La ley iba a promulgarse el 4 de julio

El Senado de EE UU pospone la votación de la reforma financiera

No podrá ser. La foto de Barack Obama promulgando la ley de Reforma Financiera el día 4 de julio, todo un símbolo pues es un día de fiesta nacional, ya no será posible.

El texto del proyecto de ley fue aprobado el pasado viernes por la comisión de conciliación que ha fusionado el proyecto de ley del Senado y la de la Cámara de Representantes, y se esperaba que a lo largo de esta semana los plenos de las dos cámaras votaran a su favor sin demasiada oposición. No obstante, varios senadores republicanos que iban a votar a favor en el Senado forzaron ayer mismo la eliminación de un pasaje crucial del texto conciliado y ayer uno de ellos, Scott Brown (el senador republicano que sustituyó al fallecido Edward Kennedy) dijo que quería dedicar el fin de semana para leerse toda la ley antes de dar el si que ya comprometió.

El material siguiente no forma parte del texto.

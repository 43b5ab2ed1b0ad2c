use crate::auth::auth::AuthUser;
use crate::fingerprint::{self, DeviceAttributes};
use crate::model::device::AuthorizedDevice;
use actix_web::{HttpResponse, Responder, web};
use serde::Deserialize;
use serde_json::json;
use sqlx::MySqlPool;
use tracing::{error, warn};
use utoipa::ToSchema;

#[derive(Deserialize, ToSchema)]
pub struct AuthorizeDeviceReq {
    /// Optional human label; generated from the platform when absent.
    #[schema(example = "Front desk PC", nullable = true)]
    pub label: Option<String>,
    pub device: DeviceAttributes,
}

#[derive(Deserialize, ToSchema)]
pub struct RevokeDevicesReq {
    /// Fingerprint to revoke. When absent, `all` must be set and every
    /// active device is deactivated.
    #[schema(nullable = true)]
    pub fingerprint: Option<String>,
    /// Explicit confirmation for mass revocation.
    #[serde(default)]
    pub all: bool,
}

#[derive(Deserialize, ToSchema)]
pub struct RenameDeviceReq {
    #[schema(example = "Reception tablet")]
    pub label: String,
}

/// Decides the gate outcome when no active row matched the fingerprint.
///
/// `enrolled_count` counts every device row, revoked ones included, and is
/// None when the count query itself failed. A clean no-match only passes
/// while nothing has ever been enrolled (first-run bootstrap); revoked rows
/// keep the gate closed. A failed lookup additionally degrades open when
/// the count query fails too (store outage).
fn bootstrap_allowance(lookup_failed: bool, enrolled_count: Option<i64>) -> bool {
    match (lookup_failed, enrolled_count) {
        (_, Some(0)) => true,
        (true, None) => true,
        (true, Some(_)) => false,
        (false, _) => false,
    }
}

/// Gate for non-administrative check-ins. Admin accounts are exempt at the
/// call site; this only answers "may this fingerprint clock in".
pub(crate) async fn is_device_authorized(pool: &MySqlPool, fp: &str) -> bool {
    let lookup = sqlx::query_scalar::<_, i64>(
        "SELECT COUNT(*) FROM authorized_devices WHERE fingerprint = ? AND is_active = 1",
    )
    .bind(fp)
    .fetch_one(pool)
    .await;

    let lookup_failed = match lookup {
        Ok(n) if n > 0 => return true,
        Ok(_) => false,
        Err(e) => {
            error!(error = %e, "Authorized-device lookup failed");
            true
        }
    };

    let enrolled_count = sqlx::query_scalar::<_, i64>("SELECT COUNT(*) FROM authorized_devices")
        .fetch_one(pool)
        .await
        .ok();

    let allowed = bootstrap_allowance(lookup_failed, enrolled_count);
    if allowed {
        warn!(
            device = %fingerprint::short_id(fp),
            lookup_failed,
            "Device gate passed by bootstrap/fail-open fallback"
        );
    }
    allowed
}

/// Authorize a device
#[utoipa::path(
    post,
    path = "/api/v1/devices",
    request_body = AuthorizeDeviceReq,
    responses(
        (status = 200, description = "Device authorized", body = Object, example = json!({
            "device_id": "3f6c1a09be7d4e21a8f0c5d2e9b74631a2c8f05d6e9b13472c5a8d0e1f6b3947",
            "label": "Front desk PC"
        })),
        (status = 401, description = "Unauthorized"),
        (status = 403, description = "Forbidden"),
        (status = 500, description = "Internal server error")
    ),
    security(("bearer_auth" = [])),
    tag = "Devices"
)]
pub async fn authorize_device(
    auth: AuthUser,
    pool: web::Data<MySqlPool>,
    payload: web::Json<AuthorizeDeviceReq>,
) -> actix_web::Result<impl Responder> {
    auth.require_admin()?;

    let fp = fingerprint::derive(&payload.device);
    let label = payload
        .label
        .clone()
        .filter(|l| !l.trim().is_empty())
        .unwrap_or_else(|| format!("{} device", payload.device.platform));

    // Re-authorizing a known device is a no-op; a previously revoked row is
    // reactivated in place. Other devices stay authorized.
    sqlx::query(
        r#"
        INSERT INTO authorized_devices
        (fingerprint, label, user_agent, screen, timezone, language, platform,
         hardware_concurrency, device_memory, color_depth, pixel_ratio, is_active)
        VALUES (?, ?, ?, ?, ?, ?, ?, ?, ?, ?, ?, 1)
        ON DUPLICATE KEY UPDATE is_active = 1
        "#,
    )
    .bind(&fp)
    .bind(&label)
    .bind(&payload.device.user_agent)
    .bind(&payload.device.screen)
    .bind(&payload.device.timezone)
    .bind(&payload.device.language)
    .bind(&payload.device.platform)
    .bind(payload.device.hardware_concurrency)
    .bind(payload.device.device_memory)
    .bind(payload.device.color_depth)
    .bind(payload.device.pixel_ratio)
    .execute(pool.get_ref())
    .await
    .map_err(|e| {
        error!(error = %e, "Failed to authorize device");
        actix_web::error::ErrorInternalServerError("Internal Server Error")
    })?;

    let stored_label = sqlx::query_scalar::<_, String>(
        "SELECT label FROM authorized_devices WHERE fingerprint = ?",
    )
    .bind(&fp)
    .fetch_one(pool.get_ref())
    .await
    .unwrap_or(label);

    Ok(HttpResponse::Ok().json(json!({
        "device_id": fp,
        "label": stored_label
    })))
}

/// List authorized devices
#[utoipa::path(
    get,
    path = "/api/v1/devices",
    responses(
        (status = 200, description = "Active devices, newest first", body = [AuthorizedDevice]),
        (status = 401, description = "Unauthorized"),
        (status = 403, description = "Forbidden"),
        (status = 500, description = "Internal server error")
    ),
    security(("bearer_auth" = [])),
    tag = "Devices"
)]
pub async fn list_devices(
    auth: AuthUser,
    pool: web::Data<MySqlPool>,
) -> actix_web::Result<impl Responder> {
    auth.require_admin()?;

    let devices = sqlx::query_as::<_, AuthorizedDevice>(
        r#"
        SELECT id, fingerprint, label, user_agent, screen, timezone, language,
               platform, hardware_concurrency, device_memory, color_depth,
               pixel_ratio, is_active, created_at
        FROM authorized_devices
        WHERE is_active = 1
        ORDER BY created_at DESC
        "#,
    )
    .fetch_all(pool.get_ref())
    .await
    .map_err(|e| {
        error!(error = %e, "Failed to list devices");
        actix_web::error::ErrorInternalServerError("Internal Server Error")
    })?;

    Ok(HttpResponse::Ok().json(devices))
}

/// Revoke device authorization
#[utoipa::path(
    post,
    path = "/api/v1/devices/revoke",
    request_body = RevokeDevicesReq,
    responses(
        (status = 200, description = "Revoked", body = Object, example = json!({"revoked": 1})),
        (status = 400, description = "Mass revocation not confirmed"),
        (status = 404, description = "Device not found"),
        (status = 401, description = "Unauthorized"),
        (status = 403, description = "Forbidden"),
        (status = 500, description = "Internal server error")
    ),
    security(("bearer_auth" = [])),
    tag = "Devices"
)]
pub async fn revoke_devices(
    auth: AuthUser,
    pool: web::Data<MySqlPool>,
    payload: web::Json<RevokeDevicesReq>,
) -> actix_web::Result<impl Responder> {
    auth.require_admin()?;

    if let Some(fp) = &payload.fingerprint {
        let result =
            sqlx::query("UPDATE authorized_devices SET is_active = 0 WHERE fingerprint = ?")
                .bind(fp)
                .execute(pool.get_ref())
                .await
                .map_err(|e| {
                    error!(error = %e, "Failed to revoke device");
                    actix_web::error::ErrorInternalServerError("Internal Server Error")
                })?;

        if result.rows_affected() == 0 {
            return Ok(HttpResponse::NotFound().json(json!({
                "message": "Device not found"
            })));
        }

        return Ok(HttpResponse::Ok().json(json!({ "revoked": 1 })));
    }

    if !payload.all {
        return Ok(HttpResponse::BadRequest().json(json!({
            "message": "Revoking every device requires \"all\": true"
        })));
    }

    let result = sqlx::query("UPDATE authorized_devices SET is_active = 0 WHERE is_active = 1")
        .execute(pool.get_ref())
        .await
        .map_err(|e| {
            error!(error = %e, "Failed to revoke all devices");
            actix_web::error::ErrorInternalServerError("Internal Server Error")
        })?;

    warn!(
        revoked = result.rows_affected(),
        admin = %auth.username,
        "All device authorizations revoked"
    );

    Ok(HttpResponse::Ok().json(json!({ "revoked": result.rows_affected() })))
}

/// Rename a device
#[utoipa::path(
    put,
    path = "/api/v1/devices/{fingerprint}",
    params(("fingerprint", Path, description = "Device fingerprint")),
    request_body = RenameDeviceReq,
    responses(
        (status = 200, description = "Renamed"),
        (status = 400, description = "Empty label"),
        (status = 404, description = "Device not found"),
        (status = 401, description = "Unauthorized"),
        (status = 403, description = "Forbidden"),
        (status = 500, description = "Internal server error")
    ),
    security(("bearer_auth" = [])),
    tag = "Devices"
)]
pub async fn rename_device(
    auth: AuthUser,
    pool: web::Data<MySqlPool>,
    path: web::Path<String>,
    payload: web::Json<RenameDeviceReq>,
) -> actix_web::Result<impl Responder> {
    auth.require_admin()?;

    let fp = path.into_inner();
    let label = payload.label.trim();

    if label.is_empty() {
        return Ok(HttpResponse::BadRequest().json(json!({
            "message": "Label must not be empty"
        })));
    }

    let result = sqlx::query("UPDATE authorized_devices SET label = ? WHERE fingerprint = ?")
        .bind(label)
        .bind(&fp)
        .execute(pool.get_ref())
        .await
        .map_err(|e| {
            error!(error = %e, "Failed to rename device");
            actix_web::error::ErrorInternalServerError("Internal Server Error")
        })?;

    if result.rows_affected() == 0 {
        return Ok(HttpResponse::NotFound().json(json!({
            "message": "Device not found"
        })));
    }

    Ok(HttpResponse::Ok().json(json!({ "message": "Device renamed" })))
}

/// Delete a device permanently
#[utoipa::path(
    delete,
    path = "/api/v1/devices/{fingerprint}",
    params(("fingerprint", Path, description = "Device fingerprint")),
    responses(
        (status = 200, description = "Deleted"),
        (status = 404, description = "Device not found"),
        (status = 401, description = "Unauthorized"),
        (status = 403, description = "Forbidden"),
        (status = 500, description = "Internal server error")
    ),
    security(("bearer_auth" = [])),
    tag = "Devices"
)]
pub async fn delete_device(
    auth: AuthUser,
    pool: web::Data<MySqlPool>,
    path: web::Path<String>,
) -> actix_web::Result<impl Responder> {
    auth.require_admin()?;

    let fp = path.into_inner();

    let result = sqlx::query("DELETE FROM authorized_devices WHERE fingerprint = ?")
        .bind(&fp)
        .execute(pool.get_ref())
        .await
        .map_err(|e| {
            error!(error = %e, "Failed to delete device");
            actix_web::error::ErrorInternalServerError("Internal Server Error")
        })?;

    if result.rows_affected() == 0 {
        return Ok(HttpResponse::NotFound().json(json!({
            "message": "Device not found"
        })));
    }

    Ok(HttpResponse::Ok().json(json!({ "message": "Device deleted" })))
}

#[cfg(test)]
mod tests {
    use super::bootstrap_allowance;

    #[test]
    fn empty_table_permits_any_device() {
        // first-run bootstrap: nothing enrolled yet
        assert!(bootstrap_allowance(false, Some(0)));
        assert!(bootstrap_allowance(true, Some(0)));
    }

    #[test]
    fn enrolled_devices_close_the_gate_for_strangers() {
        assert!(!bootstrap_allowance(false, Some(3)));
        assert!(!bootstrap_allowance(true, Some(3)));
    }

    #[test]
    fn mass_revocation_does_not_reopen_the_gate() {
        // rows still exist after revoking everything; only a never-populated
        // table bootstraps
        assert!(!bootstrap_allowance(false, Some(2)));
    }

    #[test]
    fn store_outage_degrades_open_only_after_a_failed_lookup() {
        assert!(bootstrap_allowance(true, None));
        // clean no-match plus a failed count stays closed
        assert!(!bootstrap_allowance(false, None));
    }
}
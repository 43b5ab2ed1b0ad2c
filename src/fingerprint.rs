use serde::{Deserialize, Serialize};
use sha2::{Digest, Sha256};
use utoipa::ToSchema;

/// Environment attributes collected by the kiosk client. Every field is
/// explicit; the fingerprint is only as stable as these values.
#[derive(Debug, Clone, Serialize, Deserialize, ToSchema)]
pub struct DeviceAttributes {
    #[schema(example = "Mozilla/5.0 (X11; Linux x86_64) AppleWebKit/537.36")]
    pub user_agent: String,
    /// "widthxheightxdepth"
    #[schema(example = "1920x1080x24")]
    pub screen: String,
    #[schema(example = "America/Mexico_City")]
    pub timezone: String,
    #[schema(example = "es-MX")]
    pub language: String,
    #[schema(example = "Linux x86_64")]
    pub platform: String,
    #[schema(example = 8)]
    pub hardware_concurrency: u32,
    /// Reported memory hint in GB; not all browsers expose it.
    #[schema(example = json!(8.0), nullable = true)]
    pub device_memory: Option<f64>,
    #[schema(example = 24)]
    pub color_depth: u32,
    #[schema(example = json!(1.0))]
    pub pixel_ratio: f64,
    /// Serialized offscreen-bitmap rendering probe (data URL).
    pub canvas: String,
}

impl DeviceAttributes {
    /// Canonical concatenation of every contributing attribute. Field order
    /// is fixed; changing it would silently re-key every enrolled device.
    pub fn canonical_string(&self) -> String {
        let device_memory = self
            .device_memory
            .map(|m| m.to_string())
            .unwrap_or_default();
        format!(
            "ua:{}|screen:{}|tz:{}|lang:{}|platform:{}|cores:{}|mem:{}|depth:{}|dpr:{}|canvas:{}",
            self.user_agent,
            self.screen,
            self.timezone,
            self.language,
            self.platform,
            self.hardware_concurrency,
            device_memory,
            self.color_depth,
            self.pixel_ratio,
            self.canvas,
        )
    }
}

/// SHA-256 of the canonical attribute string, as lowercase hex. Stable across
/// sessions on an unchanged environment; a heuristic identifier, not a
/// hardware certificate.
pub fn derive(attrs: &DeviceAttributes) -> String {
    let digest = Sha256::digest(attrs.canonical_string().as_bytes());
    digest.iter().map(|b| format!("{:02x}", b)).collect()
}

/// Truncated form shown to users so they can relay the id to an admin
/// without reading out 64 hex chars.
pub fn short_id(fingerprint: &str) -> String {
    let head: String = fingerprint.chars().take(12).collect();
    format!("{}...", head)
}

#[cfg(test)]
mod tests {
    use super::*;

    fn sample() -> DeviceAttributes {
        DeviceAttributes {
            user_agent: "Mozilla/5.0 (X11; Linux x86_64)".into(),
            screen: "1920x1080x24".into(),
            timezone: "America/Mexico_City".into(),
            language: "es-MX".into(),
            platform: "Linux x86_64".into(),
            hardware_concurrency: 8,
            device_memory: Some(8.0),
            color_depth: 24,
            pixel_ratio: 1.0,
            canvas: "data:image/png;base64,AAAA".into(),
        }
    }

    #[test]
    fn derivation_is_deterministic() {
        let attrs = sample();
        let a = derive(&attrs);
        let b = derive(&attrs.clone());
        assert_eq!(a, b);
        assert_eq!(a.len(), 64);
        assert!(a.chars().all(|c| c.is_ascii_hexdigit() && !c.is_ascii_uppercase()));
    }

    #[test]
    fn any_attribute_change_changes_the_id() {
        let base = derive(&sample());

        let mut changed = sample();
        changed.language = "en-US".into();
        assert_ne!(derive(&changed), base);

        let mut changed = sample();
        changed.pixel_ratio = 2.0;
        assert_ne!(derive(&changed), base);

        let mut changed = sample();
        changed.canvas = "data:image/png;base64,BBBB".into();
        assert_ne!(derive(&changed), base);
    }

    #[test]
    fn missing_memory_hint_is_distinct_from_zero() {
        let mut without = sample();
        without.device_memory = None;
        let mut zeroed = sample();
        zeroed.device_memory = Some(0.0);
        assert_ne!(derive(&without), derive(&zeroed));
    }

    #[test]
    fn short_id_truncates_for_display() {
        let fp = derive(&sample());
        let short = short_id(&fp);
        assert_eq!(short.len(), 15); // 12 hex chars + "..."
        assert!(fp.starts_with(short.trim_end_matches('.')));
    }
}
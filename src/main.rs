use actix_web::middleware::NormalizePath;
use actix_web::web::Data;
use actix_web::{App, HttpServer, Responder, get};
use dotenvy::dotenv;

mod api;
mod auth;
mod config;
mod db;
mod docs;
mod fingerprint;
mod model;
mod models;
mod policy;
mod routes;
mod utils;

use config::Config;
use db::init_db;

use crate::docs::ApiDoc;
use crate::utils::username_cache;
use tracing::info;
use tracing_appender::rolling;
use utoipa::OpenApi;
use utoipa_swagger_ui::SwaggerUi;

#[get("/")]
async fn index() -> impl Responder {
    "Time clock service"
}

#[actix_web::main]
async fn main() -> std::io::Result<()> {
    dotenv().ok();

    let config = Config::from_env();

    // Rolling daily log
    let file_appender = rolling::daily("logs", "app.log");
    let (non_blocking, _guard) = tracing_appender::non_blocking(file_appender);

    tracing_subscriber::fmt()
        .with_writer(non_blocking)
        .with_max_level(tracing::Level::DEBUG)
        .with_ansi(false)
        .with_target(false)
        .with_level(true)
        .with_thread_ids(false)
        .with_thread_names(false)
        .pretty()
        .init();

    info!("Server starting...");

    let pool = init_db(&config.database_url).await;

    let pool_for_cache_warmup = pool.clone();
    let server_addr = config.server_addr.clone();
    let config_data = config.clone();

    actix_web::rt::spawn(async move {
        if let Err(e) = username_cache::warmup_username_cache(&pool_for_cache_warmup, 250).await {
            eprintln!("Failed to warmup login-name cache: {:?}", e);
        }
    });

    HttpServer::new(move || {
        App::new()
            .wrap(actix_web::middleware::Logger::default())
            .wrap(NormalizePath::trim())
            .service(
                SwaggerUi::new("/swagger-ui/{_:.*}")
                    .url("/api-doc/openapi.json", ApiDoc::openapi()),
            )
            .app_data(Data::new(pool.clone()))
            .app_data(Data::new(config.clone()))
            .service(index)
            .configure(|cfg| routes::configure(cfg, config_data.clone()))
    })
    .bind(server_addr)?
    .run()
    .await
}
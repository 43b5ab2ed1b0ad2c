use crate::auth::auth::AuthUser;
use crate::model::schedule::Schedule;
use crate::policy::ScheduleWindow;
use actix_web::{HttpResponse, Responder, error::ErrorInternalServerError, web};
use chrono::NaiveTime;
use serde::{Deserialize, Serialize};
use serde_json::json;
use sqlx::MySqlPool;
use tracing::error;
use utoipa::ToSchema;

#[derive(Deserialize, ToSchema)]
pub struct CreateScheduleReq {
    #[schema(example = 3)]
    pub user_id: u64,
    /// 24-hour "HH:MM"
    #[schema(example = "08:00")]
    pub entry_time: String,
    #[schema(example = "17:00")]
    pub exit_time: String,
    #[schema(example = 10)]
    pub grace_minutes: u32,
}

#[derive(Debug, Deserialize, utoipa::IntoParams)]
pub struct ScheduleQuery {
    pub user_id: Option<u64>,
}

#[derive(Serialize, sqlx::FromRow, ToSchema)]
pub struct ScheduleResponse {
    #[schema(example = 1)]
    pub id: u64,
    #[schema(example = 3)]
    pub user_id: u64,
    #[schema(example = "Ana Martinez")]
    pub name: String,
    #[schema(example = "08:00:00", value_type = String)]
    pub entry_time: NaiveTime,
    #[schema(example = "17:00:00", value_type = String)]
    pub exit_time: NaiveTime,
    #[schema(example = 10)]
    pub grace_minutes: u32,
}

fn parse_clock(field: &str, value: &str) -> Result<NaiveTime, HttpResponse> {
    NaiveTime::parse_from_str(value, "%H:%M").map_err(|_| {
        HttpResponse::BadRequest().json(json!({
            "message": format!("{} must be HH:MM (24-hour)", field)
        }))
    })
}

/// The window the evaluator uses for an employee: the active schedule row,
/// or the shop default when none is configured.
pub(crate) async fn effective_window(
    pool: &MySqlPool,
    user_id: u64,
) -> Result<ScheduleWindow, sqlx::Error> {
    let schedule = sqlx::query_as::<_, Schedule>(
        r#"
        SELECT id, user_id, entry_time, exit_time, grace_minutes, is_active
        FROM schedules
        WHERE user_id = ? AND is_active = 1
        ORDER BY id DESC
        LIMIT 1
        "#,
    )
    .bind(user_id)
    .fetch_optional(pool)
    .await?;

    Ok(schedule
        .map(|s| s.window())
        .unwrap_or_default())
}

/// Create schedule
#[utoipa::path(
    post,
    path = "/api/v1/schedules",
    request_body = CreateScheduleReq,
    responses(
        (status = 201, description = "Schedule created; the previous active one is deactivated"),
        (status = 400, description = "Bad time format"),
        (status = 404, description = "Account not found"),
        (status = 401, description = "Unauthorized"),
        (status = 403, description = "Forbidden"),
        (status = 500, description = "Internal server error")
    ),
    security(("bearer_auth" = [])),
    tag = "Schedules"
)]
pub async fn create_schedule(
    auth: AuthUser,
    pool: web::Data<MySqlPool>,
    payload: web::Json<CreateScheduleReq>,
) -> actix_web::Result<impl Responder> {
    auth.require_admin()?;

    let entry_time = match parse_clock("entry_time", &payload.entry_time) {
        Ok(t) => t,
        Err(resp) => return Ok(resp),
    };
    let exit_time = match parse_clock("exit_time", &payload.exit_time) {
        Ok(t) => t,
        Err(resp) => return Ok(resp),
    };

    let owner_exists = sqlx::query_scalar::<_, bool>(
        "SELECT EXISTS(SELECT 1 FROM users WHERE id = ? LIMIT 1)",
    )
    .bind(payload.user_id)
    .fetch_one(pool.get_ref())
    .await
    .map_err(|e| {
        error!(error = %e, "Failed to check schedule owner");
        ErrorInternalServerError("Internal Server Error")
    })?;

    if !owner_exists {
        return Ok(HttpResponse::NotFound().json(json!({
            "message": "Account not found"
        })));
    }

    // One active schedule per employee: retire the old row and insert the
    // new one atomically.
    let mut tx = pool.begin().await.map_err(|e| {
        error!(error = %e, "Failed to open transaction");
        ErrorInternalServerError("Internal Server Error")
    })?;

    sqlx::query("UPDATE schedules SET is_active = 0 WHERE user_id = ? AND is_active = 1")
        .bind(payload.user_id)
        .execute(&mut *tx)
        .await
        .map_err(|e| {
            error!(error = %e, "Failed to retire previous schedule");
            ErrorInternalServerError("Internal Server Error")
        })?;

    sqlx::query(
        r#"
        INSERT INTO schedules (user_id, entry_time, exit_time, grace_minutes, is_active)
        VALUES (?, ?, ?, ?, 1)
        "#,
    )
    .bind(payload.user_id)
    .bind(entry_time)
    .bind(exit_time)
    .bind(payload.grace_minutes)
    .execute(&mut *tx)
    .await
    .map_err(|e| {
        error!(error = %e, "Failed to insert schedule");
        ErrorInternalServerError("Internal Server Error")
    })?;

    tx.commit().await.map_err(|e| {
        error!(error = %e, "Failed to commit schedule");
        ErrorInternalServerError("Internal Server Error")
    })?;

    Ok(HttpResponse::Created().json(json!({
        "message": "Schedule created"
    })))
}

/// List active schedules
#[utoipa::path(
    get,
    path = "/api/v1/schedules",
    params(ScheduleQuery),
    responses(
        (status = 200, description = "Active schedules with their owners", body = [ScheduleResponse]),
        (status = 401, description = "Unauthorized"),
        (status = 403, description = "Forbidden"),
        (status = 500, description = "Internal server error")
    ),
    security(("bearer_auth" = [])),
    tag = "Schedules"
)]
pub async fn list_schedules(
    auth: AuthUser,
    pool: web::Data<MySqlPool>,
    query: web::Query<ScheduleQuery>,
) -> actix_web::Result<impl Responder> {
    auth.require_admin()?;

    let base = r#"
        SELECT s.id, s.user_id, u.name, s.entry_time, s.exit_time, s.grace_minutes
        FROM schedules s
        JOIN users u ON u.id = s.user_id
        WHERE s.is_active = 1
    "#;

    let schedules = if let Some(user_id) = query.user_id {
        sqlx::query_as::<_, ScheduleResponse>(&format!("{} AND s.user_id = ? ORDER BY u.name", base))
            .bind(user_id)
            .fetch_all(pool.get_ref())
            .await
    } else {
        sqlx::query_as::<_, ScheduleResponse>(&format!("{} ORDER BY u.name", base))
            .fetch_all(pool.get_ref())
            .await
    }
    .map_err(|e| {
        error!(error = %e, "Failed to list schedules");
        ErrorInternalServerError("Internal Server Error")
    })?;

    Ok(HttpResponse::Ok().json(schedules))
}

/// Deactivate schedule
#[utoipa::path(
    put,
    path = "/api/v1/schedules/{id}/deactivate",
    params(("id", Path, description = "Schedule ID")),
    responses(
        (status = 200, description = "Deactivated; the default window applies again"),
        (status = 404, description = "Schedule not found or already inactive"),
        (status = 401, description = "Unauthorized"),
        (status = 403, description = "Forbidden"),
        (status = 500, description = "Internal server error")
    ),
    security(("bearer_auth" = [])),
    tag = "Schedules"
)]
pub async fn deactivate_schedule(
    auth: AuthUser,
    pool: web::Data<MySqlPool>,
    path: web::Path<u64>,
) -> actix_web::Result<impl Responder> {
    auth.require_admin()?;

    let schedule_id = path.into_inner();

    let result = sqlx::query("UPDATE schedules SET is_active = 0 WHERE id = ? AND is_active = 1")
        .bind(schedule_id)
        .execute(pool.get_ref())
        .await
        .map_err(|e| {
            error!(error = %e, schedule_id, "Failed to deactivate schedule");
            ErrorInternalServerError("Internal Server Error")
        })?;

    if result.rows_affected() == 0 {
        return Ok(HttpResponse::NotFound().json(json!({
            "message": "Schedule not found or already inactive"
        })));
    }

    Ok(HttpResponse::Ok().json(json!({
        "message": "Schedule deactivated"
    })))
}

A la vista de la situación política, el líder del Senado, Harry Reid, acaba de cancelar la votación hasta la próxima semana.

El desacuerdo comenzó a lo largo de esta semana. Brown y la senadora, también republicana, Olympia Snowe, decidieron repensarse el apoyo a la ley de Reforma Regulatoria una vez que comprobaron que en el texto de conciliación incluía una tasa de 19.000 millones sobre la gran banca y los hedge funds aplicable durante cinco años para pagar los costes de transición a la nueva ley. Esta tasa no estaba prevista en ninguno de los dos textos, pero el dinero no podía provenir de los presupuestos sin recortar los gastos por otro lado, por lo que se optó por la fórmula de la autofinanciación.

Los republicanos han criticado esta medida y, de hecho, los cuatro que iban a votar por la ley dijeron que no lo harían. El fallecimiento durante el fin de semana del senador demócrata Robert Byrd puso la aritmética de los votos casi contra las cuerdas, una situación a la que se llegó ayer cuando el demócrata Russ Feingold dijo que votaría en contra porque cree que la legislación no es suficiente. Otra senadora demócrata, María Cantwell, está indecisa. Ante esta situación, el comité de conciliación volvió a reunirse para eliminar la tasa. En su lugar, el coste será pagado por el TARP, o plan de ayuda a la banca, que expira el 3 de octubre. La mayor parte del dinero de este programa de ayuda a la banca, dotado con 700.000 millones de dólares, ha sido devuelto ya por las entidades.

Los republicanos, que tampoco quieren subidas de impuestos ni ampliar el déficit, siguen oponiéndose a esta solución porque es dinero de los contribuyentes. La Administración de Barack Obama considera sin embargo que el cambio es bueno porque así le permite plantear con más posibilidades la imposición de un tributo, la llamada tasa de responsabilidad por la crisis, a la banca. Esta tasa, que se impondría a la banca durante diez años para recaudar 90.000 millones de dólares fue propuesta en enero y en la cumbre del G20 del pasado fin de semana Obama dijo que estaba muy comprometido en su aprobación. El dinero recaudado irá destinado a reparar el daño a las cuentas públicas debido a la crisis financiera.

Así las cosas, la reforma regulatoria, sigue pendiente de un hilo que pasa por el Senado.